At my kitchen table, the contours were also sketched for what is now the Emma Home Team. I find it extremely valuable that they can also come home to the child and family. They can help set up what is needed. Very nice to see how they have developed further and that there are now also seven Children's Comfort Teams.

In the meantime, qualitative research within (child) palliative care has become my expertise. This focuses on experiences, perceptions and meaning of patients (and their loved ones). The patient perspective is extremely important. How do they deal with their condition / illness in their lives? How do they experience their situation? So very close to the practice. In this way we understand better and better what pediatric palliative care is all about.”

How do you view the ethical side of your research?

“I certainly wondered whether you should entrust parents with research at such an incredibly difficult and vulnerable period in their lives. Because our research team speaks with parents throughout the entire palliative process, up to and including shortly after the death of their child. It is important to handle this very carefully. In our research, we notice that an interview really demands a lot from parents, but that it also brings something to them. There is a kind of reflection. What parents gave back to us is that they enjoy being able to tell their story and feel free to share their thoughts because the researchers themselves are not the ones who provided the care for their child. In their experience, what the parents said has no direct consequences for the treatment process or anything like that.”

What are your next steps in pediatric palliative care?

“My next step is to gain even more insight into the position of children. How can we make them stand out better? How do we give them a voice? We are currently completing the advance care planning project. We see many reasons for further research on this subject and the voice of the child can also be a good part of that.
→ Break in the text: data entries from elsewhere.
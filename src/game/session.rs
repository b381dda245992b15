#![allow(dead_code)]
//! Session orchestration: the draw -> place -> validate -> score -> submit
//! -> reset cycle, plus the query surface the presentation layer reads.

use super::bag::{PieceDef, Tile, TileBag, STANDARD_PIECES};
use super::board::{Board, PlacedTile};
use super::rack::Rack;
use super::scoring;
use super::validation::{self, PlacementError};

/// Why a submission was rejected.
#[derive(Debug, Clone, Copy, PartialEq, Eq)]
pub enum SubmitError {
    /// Submit attempted with no placed tiles. No state changes.
    EmptyBoard,
}

impl SubmitError {
    pub fn message(&self) -> &'static str {
        match self {
            SubmitError::EmptyBoard => "At least one tile on board please!",
        }
    }
}

/// One self-contained game: bag, rack, board, placed tiles, running total.
///
/// Owns all mutable state explicitly so independent sessions can coexist;
/// nothing here is ambient or shared.
pub struct GameSession {
    /// Distribution table the bag was seeded from; `reset` rebuilds from it.
    pieces: Vec<PieceDef>,
    bag: TileBag,
    rack: Rack,
    board: Board,
    /// Current word, kept ordered by board index.
    placed: Vec<PlacedTile>,
    total_score: u32,
    /// Transient user-visible error, cleared by the next successful action.
    error: Option<&'static str>,
}

impl GameSession {
    /// Session over the standard 98-tile distribution.
    pub fn new() -> Self {
        Self::with_pieces(STANDARD_PIECES.to_vec())
    }

    /// Session over an arbitrary already-parsed distribution table. A table
    /// too small to fill the rack is fine; the rack just starts short.
    pub fn with_pieces(pieces: Vec<PieceDef>) -> Self {
        let mut bag = TileBag::new(&pieces);
        let mut rack = Rack::new();
        rack.refill(&mut bag);

        Self {
            pieces,
            bag,
            rack,
            board: Board::new(),
            placed: Vec::new(),
            total_score: 0,
            error: None,
        }
    }

    /// Attempt to place the rack tile at `rack_index` onto `board_index`.
    ///
    /// On success the tile moves rack -> board and any shown error is
    /// cleared. A gap rejection sets the error message and leaves the tile
    /// on the rack; an overlap rejection is silent and leaves whatever
    /// message was already showing untouched.
    pub fn attempt_place(
        &mut self,
        rack_index: usize,
        board_index: usize,
    ) -> Result<(), PlacementError> {
        let tile = match self.rack.get(rack_index) {
            Some(tile) => tile,
            None => return Err(PlacementError::NotInRack),
        };

        if let Err(err) = validation::check_placement(board_index, &self.board) {
            if let Some(msg) = err.message() {
                self.error = Some(msg);
            }
            return Err(err);
        }

        let placed = PlacedTile {
            index: board_index,
            letter: tile.letter,
            value: tile.value,
            bonus: self.board.bonus(board_index),
        };
        self.board.place(board_index, placed);
        self.placed.push(placed);
        self.placed.sort_unstable_by_key(|t| t.index);
        self.rack.remove(tile.letter, tile.value);
        self.error = None;
        Ok(())
    }

    /// Submit the current word: add its score to the running total, clear
    /// the placed tiles (bonus labels survive), refill the rack. Returns the
    /// score the word earned.
    pub fn submit(&mut self) -> Result<u32, SubmitError> {
        if self.placed.is_empty() {
            self.error = Some(SubmitError::EmptyBoard.message());
            return Err(SubmitError::EmptyBoard);
        }

        let score = scoring::word_score(&self.placed);
        self.total_score += score;
        self.placed.clear();
        self.board.clear_placed_tiles();
        self.rack.refill(&mut self.bag);
        self.error = None;
        Ok(score)
    }

    /// Discard everything and start over from the same distribution table,
    /// equivalent to a brand-new session.
    pub fn reset(&mut self) {
        self.bag = TileBag::new(&self.pieces);
        self.rack = Rack::new();
        self.rack.refill(&mut self.bag);
        self.board = Board::new();
        self.placed.clear();
        self.total_score = 0;
        self.error = None;
    }

    pub fn rack(&self) -> &[Tile] {
        self.rack.tiles()
    }

    pub fn board(&self) -> &Board {
        &self.board
    }

    pub fn placed_tiles(&self) -> &[PlacedTile] {
        &self.placed
    }

    /// Score of the word currently on the board, recomputed from scratch.
    pub fn live_score(&self) -> u32 {
        scoring::word_score(&self.placed)
    }

    pub fn total_score(&self) -> u32 {
        self.total_score
    }

    /// Currently showing user-visible error, if any.
    pub fn error_message(&self) -> Option<&'static str> {
        self.error
    }

    pub fn bag_remaining(&self) -> usize {
        self.bag.len()
    }
}

impl Default for GameSession {
    fn default() -> Self {
        Self::new()
    }
}
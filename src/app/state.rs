#![allow(dead_code)]
//! Terminal-client interaction state layered over the game session.
//!
//! Holds only presentation concerns: which board slot the cursor is on and
//! which rack tile is selected. All game rules live in the engine.

use crate::game::{GameSession, BOARD_SIZE};

pub struct App {
    /// The engine; every rule routes through here.
    pub session: GameSession,
    /// Board slot the cursor is on.
    pub cursor: usize,
    /// Rack position of the tile selected for placement.
    pub selected: usize,
    /// Whether the application should quit.
    pub should_quit: bool,
}

impl App {
    pub fn new() -> Self {
        Self {
            session: GameSession::new(),
            cursor: 0,
            selected: 0,
            should_quit: false,
        }
    }

    /// Signal the application to quit.
    pub fn quit(&mut self) {
        self.should_quit = true;
    }

    pub fn on_left(&mut self) {
        if self.cursor > 0 {
            self.cursor -= 1;
        }
    }

    pub fn on_right(&mut self) {
        if self.cursor + 1 < BOARD_SIZE {
            self.cursor += 1;
        }
    }

    pub fn on_prev_tile(&mut self) {
        if self.selected > 0 {
            self.selected -= 1;
        }
    }

    pub fn on_next_tile(&mut self) {
        if self.selected + 1 < self.session.rack().len() {
            self.selected += 1;
        }
    }

    /// Place the selected rack tile at the cursor slot. Rejections already
    /// left their message (or deliberate silence) on the session.
    pub fn on_place(&mut self) {
        let _ = self.session.attempt_place(self.selected, self.cursor);
        self.clamp_selected();
    }

    pub fn on_submit(&mut self) {
        let _ = self.session.submit();
        self.clamp_selected();
    }

    pub fn on_reset(&mut self) {
        self.session.reset();
        self.cursor = 0;
        self.selected = 0;
    }

    /// Keep the selection on a real rack tile after the rack shrinks.
    fn clamp_selected(&mut self) {
        let len = self.session.rack().len();
        if len == 0 {
            self.selected = 0;
        } else if self.selected >= len {
            self.selected = len - 1;
        }
    }
}

impl Default for App {
    fn default() -> Self {
        Self::new()
    }
}
//! Application state for the terminal client

pub mod state;

pub use state::App;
We are really making enormous progress within the field of (child) palliative care. Although it remains a barrel full of contradictions. It is great how this subject has developed from 'difficult to discuss' to a phase in which the perspective of the child and parents is increasingly emerging and there is more and more room to discuss things with each other.

In addition, it is very nice that there is a scientific committee for children's palliative care, of which I am a member, that works together - and that has a good connection with the Knowledge Center for Children's Palliative Care. We must proceed carefully. Don't ask too many questions, but do research into what matters. We owe this to the group of children in need of palliative care and their families. This way we can develop progress together.”